X

CSC, Pratt & Whitney negotiate services deal

Computer Sciences is flying high again with a nod to negotiate a huge five-year outsourcing contract with aerospace giant Pratt & Whitney.

Kim Girard
Kim Girard has written about business and technology for more than a decade, as an editor at CNET News.com, senior writer at Business 2.0 magazine and online writer at Red Herring. As a freelancer, she's written for publications including Fast Company, CIO and Berkeley's Haas School of Business. She also assisted Business Week's Peter Burrows with his 2003 book Backfire, which covered the travails of controversial Hewlett-Packard CEO Carly Fiorina. An avid cook, she's blogged about the joy of cheap wine and thinks about food most days in ways some find obsessive.
Kim Girard
2 min read
Computer Sciences is flying high again with a nod to negotiate a huge five-year outsourcing contract with aerospace giant Pratt & Whitney.

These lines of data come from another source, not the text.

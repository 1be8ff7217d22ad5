//! Real-time facial feature tracking with coarse expression analysis.
//!
//! This library draws facial feature outlines over live video and flags three
//! expressions per face using:
//! - ONNX Runtime for face detection and face mesh inference
//! - `OpenCV` for capture, drawing and display
//!
//! The per-frame pipeline consists of:
//! 1. Face detection (or region tracking from the previous frame)
//! 2. Face mesh inference for 468 landmarks (478 with iris refinement)
//! 3. Outline drawing for eyes, mouth, nose and face oval
//! 4. Smile, eyes-closed and surprise classification from pixel distances
//!
//! # Examples
//!
//! ## Classifying a landmark set
//!
//! ```no_run
//! use face_expression_tracker::{
//!     expression::classify,
//!     face_mesh::FaceMeshPipeline,
//!     geometry::to_pixel_coordinates,
//!     config::Config,
//!     landmarks::LandmarkSource,
//! };
//! use opencv::{core::Mat, imgproc, prelude::*, videoio};
//!
//! # fn main() -> Result<(), Box<dyn std::error::Error>> {
//! let config = Config::default();
//! let mut pipeline = FaceMeshPipeline::new(&config.models, config.landmarks.clone())?;
//!
//! let mut cap = videoio::VideoCapture::new(0, videoio::CAP_ANY)?;
//! let mut frame = Mat::default();
//! cap.read(&mut frame)?;
//!
//! let mut rgb = Mat::default();
//! imgproc::cvt_color(&frame, &mut rgb, imgproc::COLOR_BGR2RGB, 0)?;
//!
//! for face in pipeline.process(&rgb)? {
//!     let points = to_pixel_coordinates(&face, frame.cols(), frame.rows());
//!     let flags = classify(&points)?;
//!     for (name, state) in flags.entries() {
//!         println!("{name}: {state}");
//!     }
//! }
//! # Ok(())
//! # }
//! ```
//!
//! ## Running the capture loop
//!
//! ```no_run
//! use face_expression_tracker::{app::CaptureLoop, config::Config};
//!
//! # fn main() -> Result<(), Box<dyn std::error::Error>> {
//! let config = Config::default();
//! let mut capture_loop = CaptureLoop::from_config(&config)?;
//! capture_loop.run()?;
//! # Ok(())
//! # }
//! ```

/// Main capture loop
pub mod app;

/// Video input and display window
pub mod capture;

/// Configuration management
pub mod config;

/// Constants used throughout the application
pub mod constants;

/// Error types and result handling
pub mod error;

/// Expression classification from landmark geometry
pub mod expression;

/// Face detection module for finding faces in images
pub mod face_detection;

/// Face mesh landmark model and tracking pipeline
pub mod face_mesh;

/// Landmark coordinate conversion and feature drawing
pub mod geometry;

/// ONNX Runtime session wrapper
pub mod inference;

/// Landmark data types and the landmark source trait
pub mod landmarks;

/// Face mesh landmark indices and feature connection tables
pub mod topology;

/// Utility functions for image processing and region arithmetic
pub mod utils;

pub use error::{Error, Result};
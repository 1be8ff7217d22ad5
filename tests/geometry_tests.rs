//! Tests for pixel conversion and feature drawing on full mesh landmark sets


use face_expression_tracker::{
    geometry::{draw_all_features, to_pixel_coordinates},
    landmarks::{Landmark, LandmarkSet},
    topology::{index, ALL_FEATURES, FACE_OVAL},
};
use opencv::core::{Point, CV_8UC3};
use proptest::prelude::*;
use test_helpers::{centered_face, create_test_image, face_with_pixels, pixel_at};

#[test]
fn test_conversion_preserves_order_and_length() {
    let face = face_with_pixels(640, 480, &[(index::MOUTH_LEFT, 10, 20), (index::MOUTH_RIGHT, 630, 470)]);
    let points = to_pixel_coordinates(&face, 640, 480);

    assert_eq!(points.len(), face.len());
    assert_eq!(points[index::MOUTH_LEFT], Point::new(10, 20));
    assert_eq!(points[index::MOUTH_RIGHT], Point::new(630, 470));
    assert_eq!(points[0], Point::new(320, 240));
}

#[test]
fn test_corner_landmarks_map_to_frame_corners() {
    let face = LandmarkSet::new(vec![Landmark::new(0.0, 0.0, 0.0), Landmark::new(1.0, 1.0, -0.2)]);
    let points = to_pixel_coordinates(&face, 1280, 720);
    assert_eq!(points, vec![Point::new(0, 0), Point::new(1280, 720)]);
}

#[test]
fn test_draw_full_face_outlines() {
    let (width, height) = (400, 400);
    let oval_start = FACE_OVAL.connections[0].0;
    let oval_end = FACE_OVAL.connections[0].1;
    let face = face_with_pixels(width, height, &[(oval_start, 100, 50), (oval_end, 300, 50)]);

    let mut frame = create_test_image(height, width, CV_8UC3).unwrap();
    let points = to_pixel_coordinates(&face, width, height);
    draw_all_features(&mut frame, &points).unwrap();

    // Face oval segment in yellow
    assert_eq!(pixel_at(&frame, 200, 50).unwrap(), [0, 255, 255]);
    // Dots at the collapsed center end up in the last table's color
    assert_eq!(pixel_at(&frame, 200, 200).unwrap(), [0, 255, 255]);
    // Background untouched
    assert_eq!(pixel_at(&frame, 10, 390).unwrap(), [0, 0, 0]);
}

#[test]
fn test_draw_centered_face_stays_inside_frame() {
    let mut frame = create_test_image(120, 160, CV_8UC3).unwrap();
    let points = to_pixel_coordinates(&centered_face(), 160, 120);

    assert!(draw_all_features(&mut frame, &points).is_ok());
    assert_eq!(pixel_at(&frame, 80, 60).unwrap(), [0, 255, 255]);
}

#[test]
fn test_all_tables_fit_base_mesh() {
    for table in &ALL_FEATURES {
        let max = table.max_index().unwrap();
        assert!(max < 468, "{} references landmark {}", table.name, max);
    }
}

proptest! {
    #[test]
    fn prop_pixels_within_frame_bounds(
        x in 0.0f32..=1.0,
        y in 0.0f32..=1.0,
        width in 1i32..4000,
        height in 1i32..4000,
    ) {
        let face = LandmarkSet::new(vec![Landmark::new(x, y, 0.0)]);
        let points = to_pixel_coordinates(&face, width, height);

        prop_assert!(points[0].x >= 0 && points[0].x <= width);
        prop_assert!(points[0].y >= 0 && points[0].y <= height);
    }

    #[test]
    fn prop_pixels_round_to_nearest(
        x in 0.0f32..=1.0,
        y in 0.0f32..=1.0,
        width in 1i32..4000,
        height in 1i32..4000,
    ) {
        let face = LandmarkSet::new(vec![Landmark::new(x, y, 0.0)]);
        let points = to_pixel_coordinates(&face, width, height);

        let exact_x = f64::from(x) * f64::from(width);
        let exact_y = f64::from(y) * f64::from(height);
        prop_assert!((f64::from(points[0].x) - exact_x).abs() <= 0.5);
        prop_assert!((f64::from(points[0].y) - exact_y).abs() <= 0.5);
    }
}
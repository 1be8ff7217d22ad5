//! Facial feature tracking with expression analysis from a webcam or video file.

use anyhow::Result;
use clap::Parser;
use face_expression_tracker::{app::CaptureLoop, config::Config};
use log::{info, warn};
use std::path::PathBuf;

#[derive(Parser, Debug)]
#[command(author, version, about, long_about = None)]
struct Args {
    /// Camera index to use
    #[arg(long)]
    cam: Option<i32>,

    /// Video file to process
    #[arg(short, long)]
    video: Option<PathBuf>,

    /// Path to configuration file (YAML format)
    #[arg(short = 'C', long)]
    config: Option<PathBuf>,

    /// Do not mirror frames horizontally
    #[arg(long)]
    no_mirror: bool,

    /// Enable debug output
    #[arg(short, long)]
    debug: bool,
}

fn main() -> Result<()> {
    // Parse command line arguments
    let args = Args::parse();

    // Initialize logger
    if args.debug {
        env_logger::init_from_env(env_logger::Env::new().default_filter_or("debug"));
    } else {
        env_logger::init_from_env(env_logger::Env::new().default_filter_or("info"));
    }

    info!("Facial Feature Tracking with Expression Analysis");

    // Load configuration if provided
    let mut config = if let Some(config_path) = &args.config {
        info!("Loading configuration from: {}", config_path.display());
        match Config::from_file(config_path) {
            Ok(cfg) => cfg,
            Err(e) => {
                warn!("Failed to load config file: {}. Using defaults.", e);
                Config::default()
            }
        }
    } else {
        Config::default()
    };

    // Command line overrides
    if let Some(cam) = args.cam {
        config.capture.camera_index = cam;
        config.capture.video_file = None;
    }
    if let Some(video) = args.video {
        config.capture.video_file = Some(video);
    }
    if args.no_mirror {
        config.capture.mirror = false;
    }

    config.validate()?;
    if let Err(e) = config.validate_models() {
        warn!("{}", e);
    }

    let mut capture_loop = CaptureLoop::from_config(&config)?;
    capture_loop.run()?;

    info!("Application shutting down");
    Ok(())
}
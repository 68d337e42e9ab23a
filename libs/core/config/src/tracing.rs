use crate::Environment;
use tracing::debug;
use tracing_subscriber::{prelude::*, EnvFilter};

/// Initialize tracing with environment-aware configuration.
///
/// - **Production** (`APP_ENV=production`): JSON format for log
///   aggregation, module targets hidden, default level `info`.
/// - **Development** (default): pretty-printed human-readable output,
///   default level `debug`.
///
/// `RUST_LOG` overrides the default filter in either mode. The
/// `ErrorLayer` is installed in both so span traces are captured when
/// errors surface.
///
/// Safe to call more than once: a second call is a no-op, which keeps
/// tests that each set up logging from panicking.
pub fn init_tracing(environment: &Environment) {
    let filter = EnvFilter::try_from_default_env().unwrap_or_else(|_| {
        if environment.is_production() {
            EnvFilter::new("info")
        } else {
            EnvFilter::new("debug")
        }
    });

    let result = if environment.is_production() {
        tracing_subscriber::registry()
            .with(
                tracing_subscriber::fmt::layer()
                    .json()
                    .with_target(false)
                    .flatten_event(true),
            )
            .with(tracing_error::ErrorLayer::default())
            .with(filter)
            .try_init()
    } else {
        tracing_subscriber::registry()
            .with(
                tracing_subscriber::fmt::layer()
                    .with_target(false)
                    .with_file(false)
                    .with_line_number(false)
                    .pretty(),
            )
            .with(tracing_error::ErrorLayer::default())
            .with(filter)
            .try_init()
    };

    if result.is_err() {
        debug!("Tracing already initialized, skipping re-initialization");
    }
}

#[cfg(test)]
mod tests {
    use super::*;

    #[test]
    fn init_tracing_is_idempotent() {
        let env = Environment::Development;
        init_tracing(&env);
        init_tracing(&env);
        init_tracing(&Environment::Production);
    }

    #[test]
    fn init_tracing_respects_rust_log() {
        temp_env::with_var("RUST_LOG", Some("warn"), || {
            init_tracing(&Environment::Production);
        });
    }
}
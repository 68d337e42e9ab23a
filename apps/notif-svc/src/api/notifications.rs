//! Notification intake handler.

use axum::extract::State;
use axum::http::StatusCode;
use axum::response::{IntoResponse, Response};
use axum::Json;
use serde::Serialize;
use tracing::{error, info, warn};

use email::{Notification, ValidationError};
use messaging::PublishError;

use crate::state::AppState;

/// Acknowledgment returned once the notification is durably enqueued.
#[derive(Debug, Serialize)]
pub struct CreateResponse {
    pub stream: String,
    pub sequence: u64,
}

/// Error envelope shared by every failure response.
#[derive(Debug, Serialize)]
pub struct ErrorResponse {
    pub error: bool,
    pub message: String,
}

pub struct ApiError {
    status: StatusCode,
    message: String,
}

impl From<ValidationError> for ApiError {
    fn from(err: ValidationError) -> Self {
        Self {
            status: StatusCode::BAD_REQUEST,
            message: err.to_string(),
        }
    }
}

impl From<PublishError> for ApiError {
    fn from(err: PublishError) -> Self {
        let status = if err.is_client_error() {
            warn!(error = %err, "Rejected unpublishable notification");
            StatusCode::BAD_REQUEST
        } else {
            error!(error = %err, "Failed to enqueue notification");
            StatusCode::INTERNAL_SERVER_ERROR
        };

        Self {
            status,
            message: err.to_string(),
        }
    }
}

impl IntoResponse for ApiError {
    fn into_response(self) -> Response {
        let body = ErrorResponse {
            error: true,
            message: self.message,
        };
        (self.status, Json(body)).into_response()
    }
}

/// POST /notif-svc/v1/create
///
/// Validates the notification and appends it to the durable stream.
/// A success response means the broker has the message; delivery
/// happens asynchronously.
pub async fn create(
    State(state): State<AppState>,
    Json(notification): Json<Notification>,
) -> Result<Json<CreateResponse>, ApiError> {
    notification.validate()?;

    let sequence = state.publisher.publish(&notification).await?;

    info!(
        stream = %state.publisher.stream_name(),
        sequence,
        recipients = notification.to_list.len(),
        "Notification accepted"
    );

    Ok(Json(CreateResponse {
        stream: state.publisher.stream_name().to_string(),
        sequence,
    }))
}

East Hartford, Connecticut based Pratt & Whitney said today it has picked CSC over rivals IBM Global, EDS, and others, to negotiate a contract worth a possible $1 billion for outsourcing the majority of its IT systems, including management of an SAP R/3 installation.

"Overall [CSC] looked to have the best experience and skill sets to fill our needs," said Pratt & Whitney spokesman Mark Sullivan, noting CSC's background working within the aerospace industry. That experience includes past deals with NASA, General Dynamics, Hughes Electronics, and British Aerospace.

Pratt & Whitney, owned by United Technologies, has 700 IT employees and a technology budget of several hundred million dollars annually, Sullivan said. The company reported $7.87 billion in sales last year.

The contract, if awarded, will be added to a recent string of deals awarded to El Segundo, California-based CSC, including the U.S. Postal Service, the Internal Revenue Service, and the General Services Administration.

"CSC is beating EDS over the head on government contracts," said Julie Giera, analyst at Giga Information Group in Cambridge, Massachusetts. "It used to be almost a given that EDS would get these contracts."

EDS did recently snag the right to negotiate a coveted $1 billion contract to privatize computer systems for the State of Connecticut, among a host of other recent deals.

Sullivan said Pratt & Whitney, which sells aircraft to NASA, the military, and commercial airlines, hopes to get the contract signed with CSC within the next several months, though no deadline has been set.

CSC's aerospace sector provides management consulting, systems integration, outsourcing, SAP implementation, client server, legacy systems management, data warehousing, custom software, and engineering services.